**Aim of the task**
If a line of the records contains the word "BytesMut", list it.

(Provided material)

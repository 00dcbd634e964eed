//! Varint and length-prefixed primitives of the manifest record format.
//!
//! Decoders take a cursor (`&mut &[u8]`) and advance it past what they read.
//! They return `None` on truncated or malformed input; callers turn that into
//! a corrupt-manifest error.

use bytes::{Buf, BufMut, Bytes, BytesMut};

/// Maximum bytes needed to encode a varint64.
pub const MAX_VARINT64_LEN: usize = 10;

/// Append `value` as an unsigned LEB128 varint.
pub fn encode_varint64(buf: &mut BytesMut, mut value: u64) {
    while value >= 0x80 {
        buf.put_u8((value as u8) | 0x80);
        value >>= 7;
    }
    buf.put_u8(value as u8);
}

/// Read an unsigned varint.
///
/// A tenth byte may only contribute the top bit of the value; anything more
/// overflows 64 bits and is rejected.
pub fn decode_varint64(buf: &mut &[u8]) -> Option<u64> {
    let mut result = 0u64;
    for i in 0..MAX_VARINT64_LEN {
        if buf.is_empty() {
            return None;
        }
        let byte = buf.get_u8();
        if i == MAX_VARINT64_LEN - 1 && byte > 1 {
            return None;
        }
        result |= ((byte & 0x7F) as u64) << (7 * i);
        if byte & 0x80 == 0 {
            return Some(result);
        }
    }
    None
}

/// Append `data` preceded by its length as a varint.
pub fn encode_length_prefixed(buf: &mut BytesMut, data: &[u8]) {
    encode_varint64(buf, data.len() as u64);
    buf.put_slice(data);
}

/// Read a varint length followed by that many bytes.
pub fn decode_length_prefixed(buf: &mut &[u8]) -> Option<Bytes> {
    let len = usize::try_from(decode_varint64(buf)?).ok()?;
    if buf.len() < len {
        return None;
    }
    let data = Bytes::copy_from_slice(&buf[..len]);
    buf.advance(len);
    Some(data)
}

/// Read one byte.
pub fn decode_u8(buf: &mut &[u8]) -> Option<u8> {
    if buf.is_empty() {
        return None;
    }
    Some(buf.get_u8())
}

#[cfg(test)]
mod tests {
    use super::*;

    #[test]
    fn test_varint64_boundaries() {
        let cases: [(u64, usize); 6] = [
            (0, 1),
            (127, 1),
            (128, 2),
            (16383, 2),
            (1 << 35, 6),
            (u64::MAX, 10),
        ];
        for (val, len) in cases {
            let mut buf = BytesMut::new();
            encode_varint64(&mut buf, val);
            assert_eq!(buf.len(), len, "length for {}", val);

            let mut slice: &[u8] = &buf;
            assert_eq!(decode_varint64(&mut slice), Some(val));
            assert!(slice.is_empty());
        }
    }

    #[test]
    fn test_varint64_overflow() {
        let mut too_big = vec![0xFF; 9];
        too_big.push(0x02);
        assert_eq!(decode_varint64(&mut too_big.as_slice()), None);

        let mut too_long = vec![0x80; 10];
        too_long.push(0x00);
        assert_eq!(decode_varint64(&mut too_long.as_slice()), None);
    }

    #[test]
    fn test_length_prefixed() {
        let mut buf = BytesMut::new();
        encode_length_prefixed(&mut buf, b"leveldb.BytewiseComparator");
        encode_length_prefixed(&mut buf, b"");

        let mut slice: &[u8] = &buf;
        assert_eq!(
            decode_length_prefixed(&mut slice).unwrap(),
            Bytes::from_static(b"leveldb.BytewiseComparator")
        );
        assert_eq!(decode_length_prefixed(&mut slice).unwrap().len(), 0);
        assert!(slice.is_empty());

        // Length runs past the end of the record.
        let mut short: &[u8] = &[5, b'a', b'b'];
        assert!(decode_length_prefixed(&mut short).is_none());
    }

    #[test]
    fn test_decode_truncated() {
        let mut empty: &[u8] = &[];
        assert!(decode_varint64(&mut empty).is_none());
        assert!(decode_u8(&mut empty).is_none());

        let mut incomplete: &[u8] = &[0x80, 0x80];
        assert!(decode_varint64(&mut incomplete).is_none());
    }
}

(End Provided material)

**Answer box**
use bytes::{Buf, BufMut, Bytes, BytesMut};
pub fn encode_varint64(buf: &mut BytesMut, mut value: u64) {
pub fn encode_length_prefixed(buf: &mut BytesMut, data: &[u8]) {
            let mut buf = BytesMut::new();
        let mut buf = BytesMut::new();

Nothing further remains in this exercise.